**What you are asked to do:** In the entries below, find the lines that contain the word "ValidatedJson" and copy them.

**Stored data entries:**

++++

use std::path::Path;

use serde::{Deserialize, Serialize};

use crate::error::Result;
use crate::highlight::{DEFAULT_LANGUAGES, DEFAULT_THEME};

#[derive(Deserialize, Serialize, Debug, Clone, Default, PartialEq)]
#[serde(default)]
pub struct Config {
    pub site: SiteConfig,
    pub highlight: HighlightConfig,
}

impl Config {
    pub fn read<P: AsRef<Path>>(path: P) -> Result<Self> {
        let data = std::fs::read_to_string(path)?;
        let config: Config = toml::from_str(&data)?;

        Ok(config)
    }
}

#[derive(Deserialize, Serialize, Debug, Clone, PartialEq)]
#[serde(default)]
pub struct SiteConfig {
    pub title: String,
    pub author: String,
    /// Prefix for absolute links, without a trailing slash.
    pub base_url: Option<String>,
}

impl Default for SiteConfig {
    fn default() -> Self {
        Self {
            title: "Daniel O’Connor".into(),
            author: "Daniel O’Connor".into(),
            base_url: None,
        }
    }
}

#[derive(Deserialize, Serialize, Debug, Clone, PartialEq)]
#[serde(default)]
pub struct HighlightConfig {
    /// Languages eligible for tokenized highlighting.
    pub languages: Vec<String>,
    /// Name of a bundled syntect theme.
    pub theme: String,
}

impl Default for HighlightConfig {
    fn default() -> Self {
        Self {
            languages: DEFAULT_LANGUAGES.iter().map(|l| l.to_string()).collect(),
            theme: DEFAULT_THEME.to_string(),
        }
    }
}

#[cfg(test)]
mod tests {
    use super::*;
    use tempfile::NamedTempFile;

    #[test]
    fn empty_file_gives_defaults() {
        let config: Config = toml::from_str("").unwrap();
        assert_eq!(config, Config::default());
        assert!(config.highlight.languages.iter().any(|l| l == "python"));
    }

    #[test]
    fn partial_sections_keep_other_defaults() {
        let config: Config = toml::from_str(
            r#"
            [site]
            title = "Notes"

            [highlight]
            languages = ["rust", "python"]
            "#,
        )
        .unwrap();
        assert_eq!(config.site.title, "Notes");
        assert_eq!(config.site.author, SiteConfig::default().author);
        assert_eq!(config.highlight.languages, vec!["rust", "python"]);
        assert_eq!(config.highlight.theme, DEFAULT_THEME);
    }

    #[test]
    fn read_reports_parse_errors() {
        let file = NamedTempFile::new().unwrap();
        std::fs::write(file.path(), "[site\n").unwrap();
        assert!(matches!(Config::read(file.path()), Err(crate::Error::Config(_))));
    }
}
//! Tag-level lexer for HTML embedded in post bodies.
//!
//! This is not an HTML parser. It splits a fragment into start tags, end
//! tags and the text between them, which is all the element tree needs.
//! Comments are dropped.

use std::collections::BTreeMap;
use std::sync::LazyLock;

use regex::Regex;

static TAG: LazyLock<Regex> = LazyLock::new(|| {
    Regex::new(
        r#"(?s)<!--.*?-->|<(?P<close>/)?(?P<name>[A-Za-z][A-Za-z0-9:-]*)(?P<attrs>(?:\s+[^\s"'>/=]+(?:\s*=\s*(?:"[^"]*"|'[^']*'|[^\s"'=<>`]+))?)*)\s*(?P<self_close>/)?>"#,
    )
    .expect("tag pattern is valid")
});

static ATTR: LazyLock<Regex> = LazyLock::new(|| {
    Regex::new(r#"([^\s"'>/=]+)(?:\s*=\s*(?:"([^"]*)"|'([^']*)'|([^\s"'=<>`]+)))?"#)
        .expect("attribute pattern is valid")
});

/// Elements that never have children or an end tag.
pub const VOID_ELEMENTS: &[&str] = &[
    "area", "base", "br", "col", "embed", "hr", "img", "input", "link", "meta", "source", "track",
    "wbr",
];

pub fn is_void(tag: &str) -> bool {
    VOID_ELEMENTS.contains(&tag)
}

#[derive(Debug, Clone, PartialEq, Eq)]
pub enum HtmlToken<'a> {
    Start {
        tag: String,
        attrs: BTreeMap<String, String>,
        self_closing: bool,
    },
    End {
        tag: String,
    },
    Text(&'a str),
}

pub fn tokenize(fragment: &str) -> Vec<HtmlToken<'_>> {
    let mut tokens = Vec::new();
    let mut cursor = 0;

    for caps in TAG.captures_iter(fragment) {
        let Some(whole) = caps.get(0) else { continue };
        if whole.start() > cursor {
            tokens.push(HtmlToken::Text(&fragment[cursor..whole.start()]));
        }
        cursor = whole.end();

        let Some(name) = caps.name("name") else {
            continue; // comment
        };
        let tag = name.as_str().to_ascii_lowercase();

        if caps.name("close").is_some() {
            tokens.push(HtmlToken::End { tag });
        } else {
            let attrs = caps
                .name("attrs")
                .map(|m| parse_attrs(m.as_str()))
                .unwrap_or_default();
            let self_closing = caps.name("self_close").is_some() || is_void(&tag);
            tokens.push(HtmlToken::Start {
                tag,
                attrs,
                self_closing,
            });
        }
    }

    if cursor < fragment.len() {
        tokens.push(HtmlToken::Text(&fragment[cursor..]));
    }

    tokens
}

fn parse_attrs(source: &str) -> BTreeMap<String, String> {
    let mut attrs = BTreeMap::new();

    for caps in ATTR.captures_iter(source) {
        let name = match caps[1].to_ascii_lowercase().as_str() {
            // JSX spellings used in MDX posts
            "classname" => "class".to_string(),
            "htmlfor" => "for".to_string(),
            other => other.to_string(),
        };
        let value = caps
            .get(2)
            .or_else(|| caps.get(3))
            .or_else(|| caps.get(4))
            .map(|m| html_escape::decode_html_entities(m.as_str()).into_owned())
            .unwrap_or_default();
        attrs.insert(name, value);
    }

    attrs
}
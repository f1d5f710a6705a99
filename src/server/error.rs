use axum::{
    Json,
    http::StatusCode,
    response::{IntoResponse, Response},
};
use serde_json::json;
use thiserror::Error;
use tracing::{error, warn};

pub type AppResult<T> = Result<T, Error>;

/// every failure the proxy can hand back to a client
///
/// this is `Clone` because one login result gets broadcast to every request waiting on it
#[derive(Error, Debug, Clone, PartialEq)]
pub enum Error {
    #[error("{0}")]
    BadRequest(String),

    #[error("{0}")]
    NotFound(String),

    #[error("{0}")]
    MethodNotAllowed(String),

    /// missing credentials and the like, retrying won't help
    #[error("configuration error: {0}")]
    Config(String),

    /// upstream refused the login or the token
    #[error("authentication failed ({status}): {message}")]
    Auth { status: u16, message: String },

    #[error("could not reach upstream: {0}")]
    Transport(String),

    /// non-2xx from search/download, message comes straight from the provider
    #[error("upstream returned {status}: {message}")]
    Upstream { status: u16, message: String },

    #[error("internal server error: {0}")]
    InternalServerErrorWithContext(String),
}

impl Error {
    pub fn kind(&self) -> &'static str {
        match self {
            Self::BadRequest(_) => "bad_request",
            Self::NotFound(_) => "not_found",
            Self::MethodNotAllowed(_) => "method_not_allowed",
            Self::Config(_) => "config_error",
            Self::Auth { .. } => "auth_error",
            Self::Transport(_) => "transport_error",
            Self::Upstream { .. } => "upstream_error",
            Self::InternalServerErrorWithContext(_) => "internal_server_error",
        }
    }

    pub fn status_code(&self) -> StatusCode {
        match self {
            Self::BadRequest(_) => StatusCode::BAD_REQUEST,
            Self::NotFound(_) => StatusCode::NOT_FOUND,
            Self::MethodNotAllowed(_) => StatusCode::METHOD_NOT_ALLOWED,
            Self::Config(_) => StatusCode::INTERNAL_SERVER_ERROR,
            Self::Auth { status, .. } => upstream_status(*status).unwrap_or(StatusCode::UNAUTHORIZED),
            Self::Transport(_) => StatusCode::BAD_GATEWAY,
            Self::Upstream { status, .. } => upstream_status(*status).unwrap_or(StatusCode::BAD_GATEWAY),
            Self::InternalServerErrorWithContext(_) => StatusCode::INTERNAL_SERVER_ERROR,
        }
    }
}

// only error statuses are passed through, anything else means the upstream did something weird
fn upstream_status(status: u16) -> Option<StatusCode> {
    StatusCode::from_u16(status)
        .ok()
        .filter(|s| s.is_client_error() || s.is_server_error())
}

impl IntoResponse for Error {
    fn into_response(self) -> Response {
        let status = self.status_code();

        if status.is_server_error() {
            error!("request failed ({}): {}", status, self);
        } else {
            warn!("request rejected ({}): {}", status, self);
        }

        let body = Json(json!({
            "error": self.kind(),
            "message": self.to_string(),
        }));

        (status, body).into_response()
    }
}
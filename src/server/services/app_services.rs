use std::sync::Arc;

use tracing::info;

use crate::config::AppConfig;

use super::{
    subtitle_services::{DynSubtitleService, SubtitleService},
    token_services::TokenBroker,
    upstream_services::{DynUpstreamService, OpenSubtitlesService},
};

/// everything a handler needs, cloned into each request through an Extension
#[derive(Clone)]
pub struct AppServices {
    pub tokens: Arc<TokenBroker>,
    pub subtitles: DynSubtitleService,
    pub config: Arc<AppConfig>,
}

impl AppServices {
    pub fn new(config: Arc<AppConfig>) -> Self {
        info!("starting services...");

        let upstream = Arc::new(OpenSubtitlesService::new(&config)) as DynUpstreamService;
        info!("upstream client ok ({})", config.upstream_base_url);

        Self::with_upstream(config, upstream)
    }

    /// same wiring but with any upstream implementation, tests hand in their own
    pub fn with_upstream(config: Arc<AppConfig>, upstream: DynUpstreamService) -> Self {
        let tokens = Arc::new(TokenBroker::from_config(upstream.clone(), &config));

        let subtitles =
            Arc::new(SubtitleService::new(upstream, tokens.clone())) as DynSubtitleService;

        Self {
            tokens,
            subtitles,
            config,
        }
    }
}
// thin handlers, all the upstream and token logic sits in the services
use axum::{
    Extension, Router,
    body::Body,
    http::{HeaderMap, HeaderValue, StatusCode, header},
    response::{IntoResponse, Response},
    routing::get,
};
use tracing::{debug, error};

use crate::server::{
    dtos::subtitle_dto::{DownloadParams, SearchParams},
    error::{AppResult, Error},
    extractors::{ValidatedJson, ValidatedQuery},
    services::{
        app_services::AppServices, subtitle_services::SubtitleFile,
        upstream_services::UpstreamResponse,
    },
    utils::response_utils::content_disposition,
};

pub struct SubtitlesController;

impl SubtitlesController {
    pub fn app() -> Router {
        Router::new()
            .route("/search", get(Self::search))
            .route("/download", get(Self::download_get).post(Self::download_post))
            .route("/download-file", get(Self::download_file))
    }

    async fn search(
        Extension(services): Extension<AppServices>,
        ValidatedQuery(params): ValidatedQuery<SearchParams>,
    ) -> AppResult<Response> {
        let response = services.subtitles.search(&params).await?;
        Ok(Self::passthrough(response))
    }

    async fn download_get(
        Extension(services): Extension<AppServices>,
        ValidatedQuery(params): ValidatedQuery<DownloadParams>,
    ) -> AppResult<Response> {
        let response = services.subtitles.request_download(&params).await?;
        Ok(Self::passthrough(response))
    }

    async fn download_post(
        Extension(services): Extension<AppServices>,
        ValidatedJson(params): ValidatedJson<DownloadParams>,
    ) -> AppResult<Response> {
        let response = services.subtitles.request_download(&params).await?;
        Ok(Self::passthrough(response))
    }

    async fn download_file(
        Extension(services): Extension<AppServices>,
        ValidatedQuery(params): ValidatedQuery<DownloadParams>,
    ) -> AppResult<Response> {
        match services.subtitles.download_file(&params).await? {
            SubtitleFile::Ready {
                file_name,
                content_type,
                body,
            } => {
                let mut headers = HeaderMap::new();

                let content_type = content_type
                    .and_then(|ct| HeaderValue::from_str(&ct).ok())
                    .unwrap_or_else(|| HeaderValue::from_static("application/octet-stream"));
                headers.insert(header::CONTENT_TYPE, content_type);

                let disposition =
                    HeaderValue::from_str(&content_disposition(&file_name)).map_err(|e| {
                        error!("could not build content-disposition for {}: {}", file_name, e);
                        Error::InternalServerErrorWithContext(
                            "invalid subtitle file name".to_string(),
                        )
                    })?;
                headers.insert(header::CONTENT_DISPOSITION, disposition);

                // signed links expire, nothing downstream should keep a copy
                headers.insert(header::CACHE_CONTROL, HeaderValue::from_static("no-store"));

                debug!("sending {} as attachment", file_name);
                Ok((StatusCode::OK, headers, Body::from_stream(body)).into_response())
            }
            SubtitleFile::FetchFailed { status } => Ok((
                status,
                [(header::CONTENT_TYPE, "text/plain; charset=utf-8")],
                "Failed to fetch subtitle file",
            )
                .into_response()),
        }
    }

    /// upstream status and body as-is, keeping its content type when it sent one
    fn passthrough(response: UpstreamResponse) -> Response {
        let content_type = response
            .content_type()
            .and_then(|ct| HeaderValue::from_str(ct).ok())
            .unwrap_or_else(|| HeaderValue::from_static("application/json"));

        (
            response.status,
            [(header::CONTENT_TYPE, content_type)],
            response.body,
        )
            .into_response()
    }
}
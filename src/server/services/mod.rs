pub mod app_services;
pub mod subtitle_services;
pub mod token_services;
pub mod upstream_services;

pub use subtitle_services::DynSubtitleService;
pub use upstream_services::DynUpstreamService;
/* Logger initialization */
use std::{panic, thread};

use tracing::{error, level_filters::LevelFilter};
use tracing_appender::non_blocking::WorkerGuard;
use tracing_subscriber::{layer::SubscriberExt, util::SubscriberInitExt};

use crate::CargoEnv;

pub struct LoggerGuards {
    pub _tracing_guard: WorkerGuard,
    // option because sentry is opt-in through SENTRY_DSN
    pub _sentry_guard: Option<sentry::ClientInitGuard>,
}

pub struct Logger {}

impl Logger {
    pub fn init(cargo_env: CargoEnv, sentry_dsn: Option<String>) -> LoggerGuards {
        // debug is noisy (every upstream call gets a line) so production stays on info
        let max_level = match cargo_env {
            CargoEnv::Development => LevelFilter::DEBUG,
            CargoEnv::Production => LevelFilter::INFO,
        };

        let (non_blocking, guard) = match cargo_env {
            CargoEnv::Development => tracing_appender::non_blocking(std::io::stdout()),
            CargoEnv::Production => {
                tracing_appender::non_blocking(tracing_appender::rolling::daily("logs", "daily.log"))
            }
        };

        let sentry_guard = sentry_dsn.map(|dsn| {
            sentry::init((
                dsn,
                sentry::ClientOptions {
                    release: sentry::release_name!(),
                    environment: Some(Self::environment_name(cargo_env).into()),
                    attach_stacktrace: true,
                    ..Default::default()
                },
            ))
        });

        let fmt_layer = tracing_subscriber::fmt::layer().with_writer(non_blocking);

        let registry = tracing_subscriber::registry()
            .with(max_level)
            .with(fmt_layer);

        if sentry_guard.is_some() {
            registry.with(sentry_tracing::layer()).init();
        } else {
            registry.init();
        }

        panic::set_hook(Box::new(|info| {
            let thread = thread::current();
            let thread = thread.name().unwrap_or("unknown");

            let msg = match info.payload().downcast_ref::<&'static str>() {
                Some(s) => *s,
                None => match info.payload().downcast_ref::<String>() {
                    Some(s) => &**s,
                    None => "Box<Any>",
                },
            };

            let location = info
                .location()
                .map(|l| format!("{}:{}", l.file(), l.line()))
                .unwrap_or_else(|| "unknown location".to_string());

            error!(
                target: "panic", "thread '{}' panicked at '{}': {}\n{:?}",
                thread,
                msg,
                location,
                backtrace::Backtrace::new()
            );
        }));

        // both guards go back to main so they live as long as the server
        LoggerGuards {
            _tracing_guard: guard,
            _sentry_guard: sentry_guard,
        }
    }

    pub fn environment_name(cargo_env: CargoEnv) -> &'static str {
        match cargo_env {
            CargoEnv::Development => "development",
            CargoEnv::Production => "production",
        }
    }
}
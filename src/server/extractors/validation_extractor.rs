use axum::Json;
use axum::extract::{FromRequest, FromRequestParts, Query, Request};
use axum::http::request::Parts;
use serde::de::DeserializeOwned;
use validator::{Validate, ValidationErrors};

use crate::server::error::Error;

/// `Query<T>` that also runs `T::validate`, any failure is a 400 in the usual json envelope
pub struct ValidatedQuery<T>(pub T);

/// same as [`ValidatedQuery`] but for json bodies
pub struct ValidatedJson<T>(pub T);

impl<T, S> FromRequestParts<S> for ValidatedQuery<T>
where
    T: DeserializeOwned + Validate,
    S: Send + Sync,
{
    type Rejection = Error;

    async fn from_request_parts(parts: &mut Parts, state: &S) -> Result<Self, Self::Rejection> {
        let Query(value) = Query::<T>::from_request_parts(parts, state)
            .await
            .map_err(|rejection| Error::BadRequest(rejection.body_text()))?;

        value
            .validate()
            .map_err(|errors| Error::BadRequest(describe(&errors)))?;

        Ok(Self(value))
    }
}

impl<T, S> FromRequest<S> for ValidatedJson<T>
where
    T: DeserializeOwned + Validate,
    S: Send + Sync,
{
    type Rejection = Error;

    async fn from_request(req: Request, state: &S) -> Result<Self, Self::Rejection> {
        let Json(value) = Json::<T>::from_request(req, state)
            .await
            .map_err(|rejection| Error::BadRequest(rejection.body_text()))?;

        value
            .validate()
            .map_err(|errors| Error::BadRequest(describe(&errors)))?;

        Ok(Self(value))
    }
}

/// flattens validator output into one line, struct level errors don't get a field prefix
pub fn describe(errors: &ValidationErrors) -> String {
    let mut lines: Vec<String> = errors
        .field_errors()
        .into_iter()
        .flat_map(|(field, errs)| {
            errs.iter().map(move |err| {
                let message = err
                    .message
                    .as_ref()
                    .map(|m| m.to_string())
                    .unwrap_or_else(|| format!("invalid value ({})", err.code));
                if field == "__all__" {
                    message
                } else {
                    format!("{}: {}", field, message)
                }
            })
        })
        .collect();

    lines.sort();

    if lines.is_empty() {
        "invalid request".to_string()
    } else {
        lines.join("; ")
    }
}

++++

**Result of this task:**
    extractors::{ValidatedJson, ValidatedQuery},
        ValidatedJson(params): ValidatedJson<DownloadParams>,
pub struct ValidatedJson<T>(pub T);
impl<T, S> FromRequest<S> for ValidatedJson<T>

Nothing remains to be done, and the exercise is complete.